Собственно, «писать стихи» следовало бы заключить в кавычки, поскольку Вильям Казаков никогда стихов не писал. Он их выкраивал из стихов других поэтов, живших до него, он успешно соавторствовал с Пушкиным, Блоком, Пастернаком и Шекспиром! Он выкраивал, распарывал и перелицовывал, работал, как мой знакомый хромой черный Джо по кличке Боллс. Джо реконструировал одежды при cleaning shop на Вест 23-й улице — Казаков перешивал классиков.
— Бляди мы все, — сказал он. — И ты, и я.

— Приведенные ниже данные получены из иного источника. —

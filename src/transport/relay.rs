use reqwest::header::{HeaderMap, HeaderName, HeaderValue};
use serde_json::{Map, Value, json};

use super::{FetchResponse, FetchRoute, TransportError};
use crate::configs::{RelayConfig, RelayRequest, RelayResponse};

/// A relay descriptor turned into request construction and response
/// unwrapping. Relays are data; adding one never touches the engine.
#[derive(Debug, Clone)]
pub struct Relay {
  config: RelayConfig,
}

impl Relay {
  pub fn new(config: RelayConfig) -> Self {
    Self { config }
  }

  pub fn name(&self) -> &str {
    &self.config.name
  }

  /// The URL actually requested for `target`.
  pub fn request_url(&self, target: &str) -> String {
    match self.config.request {
      RelayRequest::Concat => format!("{}{}", self.config.endpoint, target),
      RelayRequest::PercentEncoded => {
        format!("{}{}", self.config.endpoint, urlencoding::encode(target))
      }
      RelayRequest::JsonPost => self.config.endpoint.clone(),
    }
  }

  pub async fn fetch(
    &self,
    client: &reqwest::Client,
    target: &str,
    headers: &HeaderMap,
  ) -> Result<FetchResponse, TransportError> {
    let url = self.request_url(target);
    let request = match self.config.request {
      RelayRequest::Concat | RelayRequest::PercentEncoded => client.get(url).headers(headers.clone()),
      RelayRequest::JsonPost => client.post(url).json(&json!({
        "targetUrl": target,
        "headers": header_object(headers),
      })),
    };

    let resp = request.send().await?;
    let status = resp.status().as_u16();
    let resp_headers = resp.headers().clone();
    let body = resp.text().await?;
    self.unwrap_response(status, resp_headers, body)
  }

  /// Maps the relay's own answer back onto the page it fetched.
  pub fn unwrap_response(
    &self,
    status: u16,
    headers: HeaderMap,
    body: String,
  ) -> Result<FetchResponse, TransportError> {
    let route = FetchRoute::Relay(self.config.name.clone());
    let (body_field, status_field, headers_field, error_field) = match &self.config.response {
      RelayResponse::Raw => {
        return Ok(FetchResponse {
          status,
          headers,
          body,
          route,
        });
      }
      RelayResponse::Json {
        body_field,
        status_field,
        headers_field,
        error_field,
      } => (body_field, status_field, headers_field, error_field),
    };

    if !(200..300).contains(&status) {
      return Err(self.failure(format!("relay answered {}", status)));
    }

    let envelope: Value = serde_json::from_str(&body)
      .map_err(|e| self.failure(format!("invalid envelope: {}", e)))?;

    if let Some(error) = error_field.as_deref().and_then(|f| lookup(&envelope, f)) {
      if !error.is_null() && error != &Value::Bool(false) {
        let detail = envelope
          .get("details")
          .and_then(Value::as_str)
          .map(str::to_string)
          .unwrap_or_else(|| value_text(error));
        return Err(self.failure(detail));
      }
    }

    let page = lookup(&envelope, body_field)
      .and_then(Value::as_str)
      .ok_or_else(|| self.failure(format!("envelope has no `{}` field", body_field)))?;

    let page_status = match status_field.as_deref().and_then(|f| lookup(&envelope, f)) {
      Some(v) => v
        .as_u64()
        .or_else(|| v.as_str().and_then(|s| s.parse().ok()))
        .and_then(|n| u16::try_from(n).ok())
        .ok_or_else(|| self.failure("envelope status is not a number".to_string()))?,
      None => 200,
    };

    let page_headers = headers_field
      .as_deref()
      .and_then(|f| lookup(&envelope, f))
      .map(headers_from_json)
      .unwrap_or_default();

    Ok(FetchResponse {
      status: page_status,
      headers: page_headers,
      body: page.to_string(),
      route,
    })
  }

  fn failure(&self, detail: String) -> TransportError {
    TransportError::Relay {
      relay: self.config.name.clone(),
      detail,
    }
  }
}

fn lookup<'a>(value: &'a Value, path: &str) -> Option<&'a Value> {
  path.split('.').try_fold(value, |v, key| v.get(key))
}

fn value_text(value: &Value) -> String {
  match value {
    Value::String(s) => s.clone(),
    other => other.to_string(),
  }
}

fn header_object(headers: &HeaderMap) -> Value {
  let map: Map<String, Value> = headers
    .iter()
    .filter_map(|(name, value)| {
      value
        .to_str()
        .ok()
        .map(|v| (name.as_str().to_string(), Value::String(v.to_string())))
    })
    .collect();
  Value::Object(map)
}

/// Accepts `{"name": "v"}` and `{"name": ["v1", "v2"]}` shapes.
fn headers_from_json(value: &Value) -> HeaderMap {
  let mut headers = HeaderMap::new();
  let Some(object) = value.as_object() else {
    return headers;
  };
  for (name, entry) in object {
    let Ok(name) = HeaderName::from_bytes(name.as_bytes()) else {
      continue;
    };
    let values: Vec<&str> = match entry {
      Value::String(s) => vec![s.as_str()],
      Value::Array(items) => items.iter().filter_map(Value::as_str).collect(),
      _ => Vec::new(),
    };
    for v in values {
      if let Ok(v) = HeaderValue::from_str(v) {
        headers.append(name.clone(), v);
      }
    }
  }
  headers
}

— Очень может быть, — согласился я. — А чего это ты вдруг?
— Чего, чего… — Он резко встал с кровати и налил, разливая, рывком, вина в стаканы. Несколько крупных винных капель шлепнулись на его босые ноги. — То, что я не могу к мамаше сейчас… Пока свою работу не закончу, не могу. А вообще-то обязан, сын ведь…
— Но ты ведь не единственный ее ребенок… У тебя же сестра есть… Почему она… — Я не добавил «не отправится на тот свет повидать мамашу». Когда вы разговариваете с прочно сумасшедшими людьми, следует полностью войти в их систему логики и отказаться от употребления вашей. Тогда все прекрасно.
— Мать не любит Верку, — возразил он сердито. — Верка — корова, не умеет обращаться с мамашей. Она раздражает мамашу, перечит ей… Держи! — Он сунул мне в руку стакан, и я едва успел подхватить его. Он сердился на себя, на меня и на Верку из-за того, что мы не умеем обращаться с его мамашей.